Sophia van Duverden krijgt voor haar helft toegescheiden:
- 1200 gulden ten laste van de Watergraeff en de Heemraden voornoemd, met de verlopen renten;
- 1600 gulden ten laste van zeker persoon tot Dordrecht met de lopende rente, bekend bij Dirck Pijll bekent, met de lopende renten;
- 150 gulden tot last van Jacob Gysbertsz.;
- een plecht van 900 gulden met de onbetaalde renten ten laste van haar broeder Dirck van Duverden van Voord;
- 100 gulden ten laste van Wouter Peterss.;
- 400 gulden ten laste van Wouter Claesz. Buijs, met de lopende renten;
- 100 gulden ten laste van Gerbrich Alberts.;
- 95 gulden die Maes Lamberts. aan pachten schuldig is;
- 189 gulden die Jan op Emelaer aan pachten schuldig is;
- 65 gulden die Willem Gerrits. aan pachten schuldig is;
- 18 gulden en 10 stuivers, aan verschenen lijfrenten staande op haar;
- 72 gulden 10 stuivers van 2 jaar renten ten laste van Anthonis Rutgersz.

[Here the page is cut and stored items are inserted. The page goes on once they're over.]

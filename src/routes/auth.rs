/**
 * Authentication Routes
 * JWT-based admin authentication with login, verify, refresh, and logout.
 * Single-admin setup: credentials come from the environment, refresh tokens
 * live in an in-memory store keyed by their SHA-256 hash.
 */
use axum::{http::StatusCode, response::IntoResponse, Json};
use bcrypt::{hash, verify, DEFAULT_COST};
use chrono::{Duration, Utc};
use jsonwebtoken::{decode, encode, DecodingKey, EncodingKey, Header, Validation};
use rand::distr::{Alphanumeric, SampleString};
use serde::{Deserialize, Serialize};
use sha2::{Digest, Sha256};
use std::{collections::HashMap, sync::Arc};
use tokio::sync::RwLock;

// ============================================================================
// Configuration
// ============================================================================

lazy_static::lazy_static! {
    /// JWT secret key from environment
    pub static ref JWT_SECRET: String = std::env::var("JWT_SECRET")
        .unwrap_or_else(|_| "default-jwt-secret-change-in-production".to_string());

    /// Admin email from environment
    pub static ref ADMIN_EMAIL: String = std::env::var("ADMIN_EMAIL")
        .unwrap_or_else(|_| "admin@example.com".to_string());

    /// Admin password hash from environment (or plain password to hash)
    pub static ref ADMIN_PASSWORD_HASH: String = {
        if let Ok(hashed) = std::env::var("ADMIN_HASH_PASSWORD") {
            hashed
        } else if let Ok(plain) = std::env::var("ADMIN_PASSWORD") {
            hash(&plain, DEFAULT_COST).unwrap_or_else(|_| "".to_string())
        } else {
            // Fallback dev password "admin123"; run() warns about this in production.
            hash("admin123", DEFAULT_COST).unwrap_or_else(|_| "".to_string())
        }
    };

    /// Refresh token storage (in-memory, keyed by token hash)
    static ref REFRESH_TOKENS: Arc<RwLock<HashMap<String, RefreshTokenData>>> =
        Arc::new(RwLock::new(HashMap::new()));
}

/// Access token expiry in minutes
const ACCESS_TOKEN_EXPIRY_MINUTES: i64 = 15;

/// Refresh token expiry in days
const REFRESH_TOKEN_EXPIRY_DAYS: i64 = 7;

// ============================================================================
// Types
// ============================================================================

/// JWT Claims structure
#[derive(Debug, Serialize, Deserialize, Clone)]
pub struct Claims {
    pub sub: String,   // Subject (admin email)
    pub email: String, // Admin email
    pub role: String,  // Role, always "admin" here
    pub exp: i64,      // Expiry timestamp
    pub iat: i64,      // Issued at timestamp
}

/// Stored refresh token data
#[derive(Debug, Clone)]
struct RefreshTokenData {
    email: String,
    expires_at: i64,
    revoked: bool,
}

/// User info returned to the frontend
#[derive(Debug, Serialize, Deserialize, Clone)]
#[serde(rename_all = "camelCase")]
pub struct UserInfo {
    pub email: String,
    pub role: String,
}

// ============================================================================
// Request/Response Types
// ============================================================================

#[derive(Debug, Deserialize, Serialize)]
#[serde(rename_all = "camelCase")]
pub struct LoginRequest {
    pub email: String,
    pub password: String,
}

#[derive(Debug, Serialize)]
#[serde(rename_all = "camelCase")]
pub struct LoginResponse {
    pub success: bool,
    pub user: Option<UserInfo>,
    pub access_token: Option<String>,
    pub refresh_token: Option<String>,
    #[serde(skip_serializing_if = "Option::is_none")]
    pub error: Option<String>,
}

#[derive(Debug, Deserialize, Serialize)]
#[serde(rename_all = "camelCase")]
pub struct VerifyResponse {
    pub success: bool,
    pub is_valid: bool,
    pub user: Option<UserInfo>,
    #[serde(skip_serializing_if = "Option::is_none")]
    pub error: Option<String>,
}

#[derive(Debug, Deserialize, Serialize)]
#[serde(rename_all = "camelCase")]
pub struct RefreshRequest {
    pub refresh_token: String,
}

#[derive(Debug, Serialize)]
#[serde(rename_all = "camelCase")]
pub struct RefreshResponse {
    pub success: bool,
    pub access_token: Option<String>,
    pub refresh_token: Option<String>,
    #[serde(skip_serializing_if = "Option::is_none")]
    pub error: Option<String>,
}

#[derive(Debug, Deserialize, Serialize)]
#[serde(rename_all = "camelCase")]
pub struct LogoutRequest {
    #[serde(default)]
    pub refresh_token: Option<String>,
}

#[derive(Debug, Deserialize, Serialize)]
pub struct LogoutResponse {
    pub success: bool,
}

// ============================================================================
// Helper Functions
// ============================================================================

/// Generate a random refresh token
fn generate_refresh_token() -> String {
    Alphanumeric.sample_string(&mut rand::rng(), 64)
}

/// Hash a refresh token for storage. A cryptographic hash matters here: the
/// stored value must not be invertible to the token the client holds.
fn hash_token(token: &str) -> String {
    let mut hasher = Sha256::new();
    hasher.update(token.as_bytes());
    format!("{:x}", hasher.finalize())
}

/// Create a signed access token for the admin identity.
fn create_access_token(email: &str) -> Result<String, jsonwebtoken::errors::Error> {
    let now = Utc::now();
    let claims = Claims {
        sub: email.to_string(),
        email: email.to_string(),
        role: "admin".to_string(),
        iat: now.timestamp(),
        exp: (now + Duration::minutes(ACCESS_TOKEN_EXPIRY_MINUTES)).timestamp(),
    };

    encode(
        &Header::default(),
        &claims,
        &EncodingKey::from_secret(JWT_SECRET.as_bytes()),
    )
}

/// Verify an access token and return its claims.
pub fn verify_access_token(token: &str) -> Result<Claims, jsonwebtoken::errors::Error> {
    let data = decode::<Claims>(
        token,
        &DecodingKey::from_secret(JWT_SECRET.as_bytes()),
        &Validation::default(),
    )?;
    Ok(data.claims)
}

/// Mint a refresh token and record its hash.
async fn issue_refresh_token(email: &str) -> String {
    let token = generate_refresh_token();
    let data = RefreshTokenData {
        email: email.to_string(),
        expires_at: (Utc::now() + Duration::days(REFRESH_TOKEN_EXPIRY_DAYS)).timestamp(),
        revoked: false,
    };
    REFRESH_TOKENS.write().await.insert(hash_token(&token), data);
    token
}

// ============================================================================
// Handlers
// ============================================================================

/// POST /api/auth/login
pub async fn login(Json(payload): Json<LoginRequest>) -> impl IntoResponse {
    let email = payload.email.trim().to_lowercase();

    let credentials_ok = email == ADMIN_EMAIL.to_lowercase()
        && verify(&payload.password, &ADMIN_PASSWORD_HASH).unwrap_or(false);

    if !credentials_ok {
        tracing::warn!("Failed login attempt for {}", email);
        return (
            StatusCode::UNAUTHORIZED,
            Json(LoginResponse {
                success: false,
                user: None,
                access_token: None,
                refresh_token: None,
                error: Some("Invalid email or password".to_string()),
            }),
        );
    }

    let access_token = match create_access_token(&email) {
        Ok(t) => t,
        Err(e) => {
            tracing::error!("Failed to create access token: {}", e);
            return (
                StatusCode::INTERNAL_SERVER_ERROR,
                Json(LoginResponse {
                    success: false,
                    user: None,
                    access_token: None,
                    refresh_token: None,
                    error: Some("Failed to create token".to_string()),
                }),
            );
        }
    };

    let refresh_token = issue_refresh_token(&email).await;

    tracing::info!("Admin login succeeded for {}", email);

    (
        StatusCode::OK,
        Json(LoginResponse {
            success: true,
            user: Some(UserInfo {
                email,
                role: "admin".to_string(),
            }),
            access_token: Some(access_token),
            refresh_token: Some(refresh_token),
            error: None,
        }),
    )
}

/// POST /api/auth/verify - Validate the bearer token in the Authorization header
pub async fn verify_token(headers: axum::http::HeaderMap) -> impl IntoResponse {
    let token = headers
        .get("authorization")
        .and_then(|v| v.to_str().ok())
        .and_then(|v| v.strip_prefix("Bearer "));

    match token.map(verify_access_token) {
        Some(Ok(claims)) => (
            StatusCode::OK,
            Json(VerifyResponse {
                success: true,
                is_valid: true,
                user: Some(UserInfo {
                    email: claims.email,
                    role: claims.role,
                }),
                error: None,
            }),
        ),
        Some(Err(_)) => (
            StatusCode::UNAUTHORIZED,
            Json(VerifyResponse {
                success: false,
                is_valid: false,
                user: None,
                error: Some("Invalid or expired token".to_string()),
            }),
        ),
        None => (
            StatusCode::UNAUTHORIZED,
            Json(VerifyResponse {
                success: false,
                is_valid: false,
                user: None,
                error: Some("Authorization required".to_string()),
            }),
        ),
    }
}

/// POST /api/auth/refresh - Rotate the refresh token and mint a new access token
pub async fn refresh(Json(payload): Json<RefreshRequest>) -> impl IntoResponse {
    let key = hash_token(&payload.refresh_token);

    let data = {
        let store = REFRESH_TOKENS.read().await;
        store.get(&key).cloned()
    };

    let data = match data {
        Some(d) if !d.revoked && d.expires_at > Utc::now().timestamp() => d,
        _ => {
            return (
                StatusCode::UNAUTHORIZED,
                Json(RefreshResponse {
                    success: false,
                    access_token: None,
                    refresh_token: None,
                    error: Some("Invalid or expired refresh token".to_string()),
                }),
            );
        }
    };

    // Rotation: the presented token is spent either way.
    REFRESH_TOKENS.write().await.remove(&key);

    let access_token = match create_access_token(&data.email) {
        Ok(t) => t,
        Err(e) => {
            tracing::error!("Failed to create access token: {}", e);
            return (
                StatusCode::INTERNAL_SERVER_ERROR,
                Json(RefreshResponse {
                    success: false,
                    access_token: None,
                    refresh_token: None,
                    error: Some("Failed to create token".to_string()),
                }),
            );
        }
    };

    let new_refresh = issue_refresh_token(&data.email).await;

    (
        StatusCode::OK,
        Json(RefreshResponse {
            success: true,
            access_token: Some(access_token),
            refresh_token: Some(new_refresh),
            error: None,
        }),
    )
}

/// POST /api/auth/logout - Revoke the supplied refresh token
pub async fn logout(Json(payload): Json<LogoutRequest>) -> impl IntoResponse {
    if let Some(token) = payload.refresh_token {
        let key = hash_token(&token);
        let mut store = REFRESH_TOKENS.write().await;
        if let Some(data) = store.get_mut(&key) {
            data.revoked = true;
        }
    }

    (StatusCode::OK, Json(LogoutResponse { success: true }))
}

#[cfg(test)]
mod tests {
    use super::*;

    #[test]
    fn test_access_token_round_trip() {
        let token = create_access_token("admin@example.com").unwrap();
        let claims = verify_access_token(&token).unwrap();
        assert_eq!(claims.email, "admin@example.com");
        assert_eq!(claims.role, "admin");
        assert!(claims.exp > claims.iat);
    }

    #[test]
    fn test_verify_rejects_garbage() {
        assert!(verify_access_token("not-a-jwt").is_err());
    }

    #[test]
    fn test_hash_token_is_stable_and_hex() {
        let a = hash_token("abc");
        let b = hash_token("abc");
        assert_eq!(a, b);
        assert_eq!(a.len(), 64);
        assert_ne!(a, hash_token("abd"));
    }

    #[test]
    fn test_generate_refresh_token_length_and_uniqueness() {
        let a = generate_refresh_token();
        let b = generate_refresh_token();
        assert_eq!(a.len(), 64);
        assert_ne!(a, b);
    }

    #[tokio::test]
    async fn test_refresh_rejects_unknown_token() {
        let response = refresh(Json(RefreshRequest {
            refresh_token: "nope".to_string(),
        }))
        .await
        .into_response();
        assert_eq!(response.status(), StatusCode::UNAUTHORIZED);
    }

    #[tokio::test]
    async fn test_issued_refresh_token_can_be_rotated_once() {
        let token = issue_refresh_token("admin@example.com").await;

        let response = refresh(Json(RefreshRequest {
            refresh_token: token.clone(),
        }))
        .await
        .into_response();
        assert_eq!(response.status(), StatusCode::OK);

        // Spent on first use.
        let again = refresh(Json(RefreshRequest {
            refresh_token: token,
        }))
        .await
        .into_response();
        assert_eq!(again.status(), StatusCode::UNAUTHORIZED);
    }

    #[tokio::test]
    async fn test_logout_revokes_token() {
        let token = issue_refresh_token("admin@example.com").await;

        logout(Json(LogoutRequest {
            refresh_token: Some(token.clone()),
        }))
        .await;

        let response = refresh(Json(RefreshRequest {
            refresh_token: token,
        }))
        .await
        .into_response();
        assert_eq!(response.status(), StatusCode::UNAUTHORIZED);
    }
}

De lopende uitschulden van de boedel bedragen 458 gulden, die de weduwe op zich heeft genomen, waarvoor zij tot voldoening ontvangen zal:
- 150 gulden die Helmich van Westrenen aan pacht schuldig is over 1618;
- 125 gulden die Willem Moij aan pacht schuldig is over 1618;
- 89 gulden die Willem Jans. Schaij aan pacht schuldig is over 1618;
- en wat zij verder aan vlas, drie Spaanse stoelen en mobilia die zij uit de boedel van haar ouders gekocht had en tegen betaling heeft aangenomen.
Zij zal de kinderen vrijen van deze uitschulden.
Gemeen zal blijven tussen enerzijds de kinderen voor de ene helft en anderzijds weduwe Sophia voor de andere helft:
- de huysinge staande in de Crommestraet, tegenwoordig bewoond door Sophia.
Belend aan de ene zijde:
- Helmich van Westrhenen;
en aan de andere zijde:
- Dirck Borren weduwe en erfgenamen;
- de helft van 9 dammaten land gelegen in Bunschote velde, gemeen met de erfgenamen van Jan van der Schuer;
- een kapitaal van 6800 gulden met de renten op de Oostindische Compagnie.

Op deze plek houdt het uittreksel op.